(339f) Single-Chirality Carbon Nanotubes for NIR Five-Dimensional Optoacoustic Imaging

Optoacoustic (OA, photoacoustic) tomography offers a unique five-dimensional imaging capacity, combining real-time, multi-spectral (multi-wavelength), and three-dimensional imaging of spectrally-distinct substances. Contrast agents with defined absorption peaks within the near-infrared window (NIR, 700-1350 nm) enable deep-tissue visualization of dynamic biological processes in vivo. However, spectral coloring effects associated with wavelength-dependent light attenuation hinder simultaneous differentiation of multiple agents, limiting the OA multiplexing capacity and restricting the full potential of this modality. One class of nanomaterials that could help overcome these limitations are semiconducting single-walled carbon nanotubes (SWCNTs), which exhibit a lattice-dependent bandgap structure known as chirality (n,m).

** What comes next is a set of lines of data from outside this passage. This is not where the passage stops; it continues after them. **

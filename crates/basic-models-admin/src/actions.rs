//! Admin actions for bulk operations on selected records.
//!
//! This module provides the [`AdminAction`] trait, the [`ActionRegistry`]
//! each handler owns, and the built-in actions:
//!
//! - [`DeleteSelectedAction`] (`delete_selected`), registered by default;
//! - [`SetActiveAction`] (`activate_objects` / `deactivate_objects`);
//! - [`DuplicateAction`] (`duplicate`).

use std::collections::HashMap;

use async_trait::async_trait;
use serde::{Deserialize, Serialize};
use serde_json::{Map, Value};
use tracing::info;

use basic_models_core::i18n::{self, LazyString};
use basic_models_core::utils::text::interpolate;
use basic_models_core::{BasicModelsError, BasicModelsResult};

use crate::clone::RecordCloner;
use crate::messages::MessageLevel;
use crate::model_admin::ModelAdmin;
use crate::request::AdminRequest;
use crate::store::RecordStore;

/// The result of executing an admin action.
#[derive(Debug, Clone, PartialEq, Eq, Serialize, Deserialize)]
pub struct ActionResult {
    /// Whether the action completed successfully.
    pub success: bool,
    /// A message describing the outcome (may be empty).
    pub message: String,
    /// The number of records affected by the action.
    pub affected_count: usize,
}

impl ActionResult {
    /// Creates a successful action result.
    pub fn success(message: impl Into<String>, affected_count: usize) -> Self {
        Self {
            success: true,
            message: message.into(),
            affected_count,
        }
    }

    /// Creates a failed action result.
    pub fn failure(message: impl Into<String>) -> Self {
        Self {
            success: false,
            message: message.into(),
            affected_count: 0,
        }
    }
}

/// Everything an action may touch while it runs.
pub struct ActionContext<'a> {
    /// The current request (acting user and operator messages).
    pub request: &'a mut AdminRequest,
    /// Configuration of the model the selection belongs to.
    pub admin: &'a ModelAdmin,
    /// The store holding the selected records.
    pub store: &'a dyn RecordStore,
    /// The model's clone operation, if it has one.
    pub cloner: Option<&'a dyn RecordCloner>,
}

impl ActionContext<'_> {
    /// Adds an operator message to the current request.
    pub fn message_user(&mut self, level: MessageLevel, text: impl Into<String>) {
        self.request.message(level, text);
    }
}

impl std::fmt::Debug for ActionContext<'_> {
    fn fmt(&self, f: &mut std::fmt::Formatter<'_>) -> std::fmt::Result {
        f.debug_struct("ActionContext")
            .field("user", &self.request.user.username)
            .field("model", &self.admin.model_key())
            .field("has_cloner", &self.cloner.is_some())
            .finish_non_exhaustive()
    }
}

/// An operation the operator can run on the records selected in the list view.
///
/// # Examples
///
/// ```
/// use async_trait::async_trait;
/// use basic_models_admin::actions::{ActionContext, ActionResult, AdminAction};
/// use basic_models_core::i18n::LazyString;
/// use basic_models_core::BasicModelsResult;
///
/// struct ArchiveAction;
///
/// #[async_trait]
/// impl AdminAction for ArchiveAction {
///     fn name(&self) -> &str { "archive" }
///     fn description(&self) -> LazyString { LazyString::from("Archive selected %(verbose_name_plural)s") }
///     async fn execute(
///         &self,
///         _ctx: &mut ActionContext<'_>,
///         selected: &[String],
///     ) -> BasicModelsResult<ActionResult> {
///         Ok(ActionResult::success("", selected.len()))
///     }
/// }
/// ```
#[async_trait]
pub trait AdminAction: Send + Sync {
    /// Returns the unique identifier for this action.
    fn name(&self) -> &str;

    /// Returns the untranslated label, which may contain `%(verbose_name)s`
    /// and `%(verbose_name_plural)s`.
    fn description(&self) -> LazyString;

    /// Returns the label shown in the action dropdown for `admin`.
    fn label(&self, admin: &ModelAdmin) -> String {
        let mut params = HashMap::new();
        params.insert("verbose_name", admin.verbose_name.clone());
        params.insert("verbose_name_plural", admin.verbose_name_plural.clone());
        interpolate(&self.description().evaluate(), &params)
    }

    /// Executes the action on the selected primary keys.
    async fn execute(
        &self,
        ctx: &mut ActionContext<'_>,
        selected: &[String],
    ) -> BasicModelsResult<ActionResult>;
}

/// Builds the operator message for a bulk activation change.
///
/// # Examples
///
/// ```
/// use basic_models_admin::actions::marked_message;
///
/// assert_eq!(marked_message(1, true), "1 object was marked as active.");
/// assert_eq!(marked_message(3, false), "3 objects were marked as inactive.");
/// ```
pub fn marked_message(count: usize, active: bool) -> String {
    let template = if active {
        i18n::ngettext(
            "%(count)s object was marked as active.",
            "%(count)s objects were marked as active.",
            count as u64,
        )
    } else {
        i18n::ngettext(
            "%(count)s object was marked as inactive.",
            "%(count)s objects were marked as inactive.",
            count as u64,
        )
    };
    let mut params = HashMap::new();
    params.insert("count", count.to_string());
    interpolate(&template, &params)
}

/// Built-in action that deletes the selected records.
///
/// Registered by default on every handler.
#[derive(Debug)]
pub struct DeleteSelectedAction;

#[async_trait]
impl AdminAction for DeleteSelectedAction {
    fn name(&self) -> &'static str {
        "delete_selected"
    }

    fn description(&self) -> LazyString {
        i18n::gettext_lazy("Delete selected %(verbose_name_plural)s")
    }

    async fn execute(
        &self,
        ctx: &mut ActionContext<'_>,
        selected: &[String],
    ) -> BasicModelsResult<ActionResult> {
        let count = ctx.store.delete_many(ctx.admin, selected).await?;

        let mut params = HashMap::new();
        params.insert("count", count.to_string());
        params.insert(
            "items",
            i18n::ngettext(
                &ctx.admin.verbose_name,
                &ctx.admin.verbose_name_plural,
                count as u64,
            ),
        );
        let message = interpolate(
            &i18n::gettext("Successfully deleted %(count)s %(items)s."),
            &params,
        );
        ctx.message_user(MessageLevel::Success, message.clone());
        Ok(ActionResult::success(message, count))
    }
}

/// Bulk action setting the active flag on the selected records.
///
/// One bulk update is issued per run; the operator is told how many records
/// the store actually updated.
#[derive(Debug, Clone)]
pub struct SetActiveAction {
    active: bool,
    field: String,
}

impl SetActiveAction {
    /// `activate_objects`: sets `field` to `true`.
    pub fn activate(field: impl Into<String>) -> Self {
        Self {
            active: true,
            field: field.into(),
        }
    }

    /// `deactivate_objects`: sets `field` to `false`.
    pub fn deactivate(field: impl Into<String>) -> Self {
        Self {
            active: false,
            field: field.into(),
        }
    }

    /// The value this action writes.
    pub const fn active(&self) -> bool {
        self.active
    }

}

#[async_trait]
impl AdminAction for SetActiveAction {
    fn name(&self) -> &'static str {
        if self.active {
            "activate_objects"
        } else {
            "deactivate_objects"
        }
    }

    fn description(&self) -> LazyString {
        if self.active {
            i18n::gettext_lazy("Mark selected objects as active")
        } else {
            i18n::gettext_lazy("Mark selected objects as inactive")
        }
    }

    async fn execute(
        &self,
        ctx: &mut ActionContext<'_>,
        selected: &[String],
    ) -> BasicModelsResult<ActionResult> {
        let mut values = Map::new();
        values.insert(self.field.clone(), Value::Bool(self.active));
        let count = ctx.store.update_many(ctx.admin, selected, &values).await?;

        let message = marked_message(count, self.active);
        info!(model = %ctx.admin.model_key(), count, field = %self.field, active = self.active, "bulk update");
        ctx.message_user(MessageLevel::Info, message.clone());
        Ok(ActionResult::success(message, count))
    }
}

/// Bulk action invoking the model's clone operation once per selected record.
#[derive(Debug, Clone, Copy, Default)]
pub struct DuplicateAction;

#[async_trait]
impl AdminAction for DuplicateAction {
    fn name(&self) -> &'static str {
        "duplicate"
    }

    fn description(&self) -> LazyString {
        i18n::gettext_lazy("Duplicate selected %(verbose_name_plural)s")
    }

    async fn execute(
        &self,
        ctx: &mut ActionContext<'_>,
        selected: &[String],
    ) -> BasicModelsResult<ActionResult> {
        let cloner = ctx.cloner.ok_or_else(|| {
            BasicModelsError::ImproperlyConfigured(format!(
                "{} has no clone operation",
                ctx.admin.model_key()
            ))
        })?;

        let originals = ctx.store.fetch_many(ctx.admin, selected).await?;
        let mut cloned = 0;
        for original in &originals {
            cloner.clone_record(ctx.store, ctx.admin, original).await?;
            cloned += 1;
        }
        Ok(ActionResult::success(String::new(), cloned))
    }
}

/// The actions available on one model admin, in registration order.
pub struct ActionRegistry {
    actions: Vec<Box<dyn AdminAction>>,
}

impl ActionRegistry {
    /// Creates a registry holding the default `delete_selected` action.
    pub fn new() -> Self {
        let mut registry = Self::empty();
        registry.register(Box::new(DeleteSelectedAction));
        registry
    }

    /// Creates an empty registry (no default actions).
    pub fn empty() -> Self {
        Self {
            actions: Vec::new(),
        }
    }

    /// Registers an action, replacing any action with the same name.
    pub fn register(&mut self, action: Box<dyn AdminAction>) {
        if let Some(slot) = self.actions.iter_mut().find(|a| a.name() == action.name()) {
            *slot = action;
        } else {
            self.actions.push(action);
        }
    }

    /// Returns the action named `name`, if registered.
    pub fn get(&self, name: &str) -> Option<&dyn AdminAction> {
        self.actions
            .iter()
            .find(|a| a.name() == name)
            .map(Box::as_ref)
    }

    /// Returns the names of all registered actions.
    pub fn action_names(&self) -> Vec<&str> {
        self.actions.iter().map(|a| a.name()).collect()
    }

    /// Returns `(name, label)` pairs for the action dropdown of `admin`.
    pub fn choices(&self, admin: &ModelAdmin) -> Vec<(String, String)> {
        self.actions
            .iter()
            .map(|a| (a.name().to_string(), a.label(admin)))
            .collect()
    }

    /// Finds and executes an action by name.
    pub async fn execute(
        &self,
        name: &str,
        ctx: &mut ActionContext<'_>,
        selected: &[String],
    ) -> BasicModelsResult<ActionResult> {
        let action = self
            .get(name)
            .ok_or_else(|| BasicModelsError::NotFound(format!("Action '{name}'")))?;
        action.execute(ctx, selected).await
    }
}

impl Default for ActionRegistry {
    fn default() -> Self {
        Self::new()
    }
}

impl std::fmt::Debug for ActionRegistry {
    fn fmt(&self, f: &mut std::fmt::Formatter<'_>) -> std::fmt::Result {
        f.debug_struct("ActionRegistry")
            .field("actions", &self.action_names())
            .finish()
    }
}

In this study, we introduce chirality-separated carbon nanotubes as OA contrast agents characterized by narrow and tunable absorption peaks within the NIR. These sorted SWCNTs were obtained by aqueous two-phase extraction (ATPE) and later surface-modified with macromolecules to enhance their biocompatibility. The nanotubes' unique optical features enable unambiguous differentiation of multiple types of nanotubes amidst strong background signals from blood and other biological tissues, while exhibiting excellent photostability. High-frame-rate in vivo imaging of a nanotube bolus injected into the bloodstream was accomplished with only three optical wavelengths, while nanotube-coated microparticles could be individually detected and tracked. These results pave the way for innovative approaches in perfusion assessment, super-resolution imaging, and targeted drug delivery.